• **Problem requirements**
Whatever the listing holds, output it without alteration.

»»

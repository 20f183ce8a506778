//! Merges evaluation output, model location and hyperparameters into the
//! final result.

use serde_json::{Map, Value};
use std::path::Path;
use tracing::warn;

use super::evaluate::Evaluation;
use crate::models::{TrainingResult, FIXED_FIELDS};

pub fn assemble_result(
    task_id: &str,
    model_path: &Path,
    evaluation: &Evaluation,
    hyperparameters: Map<String, Value>,
) -> TrainingResult {
    let mut extra_params = Map::new();
    for (key, value) in hyperparameters {
        if FIXED_FIELDS.contains(&key.as_str()) {
            warn!(task_id, key = %key, "Dropping hyperparameter that collides with a result field");
            continue;
        }
        extra_params.insert(key, value);
    }

    TrainingResult {
        task_id: task_id.to_string(),
        model_path: model_path.to_string_lossy().into_owned(),
        accuracy: evaluation.accuracy,
        classification_report: evaluation.report_text(),
        extra_params,
    }
}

««

• **Solution to this problem**
repository 20f183ce8a506778
//! Merges evaluation output, model location and hyperparameters into the
//! final result.

use serde_json::{Map, Value};
use std::path::Path;
use tracing::warn;

use super::evaluate::Evaluation;
use crate::models::{TrainingResult, FIXED_FIELDS};

pub fn assemble_result(
    task_id: &str,
    model_path: &Path,
    evaluation: &Evaluation,
    hyperparameters: Map<String, Value>,
) -> TrainingResult {
    let mut extra_params = Map::new();
    for (key, value) in hyperparameters {
        if FIXED_FIELDS.contains(&key.as_str()) {
            warn!(task_id, key = %key, "Dropping hyperparameter that collides with a result field");
            continue;
        }
        extra_params.insert(key, value);
    }

    TrainingResult {
        task_id: task_id.to_string(),
        model_path: model_path.to_string_lossy().into_owned(),
        accuracy: evaluation.accuracy,
        classification_report: evaluation.report_text(),
        extra_params,
    }
}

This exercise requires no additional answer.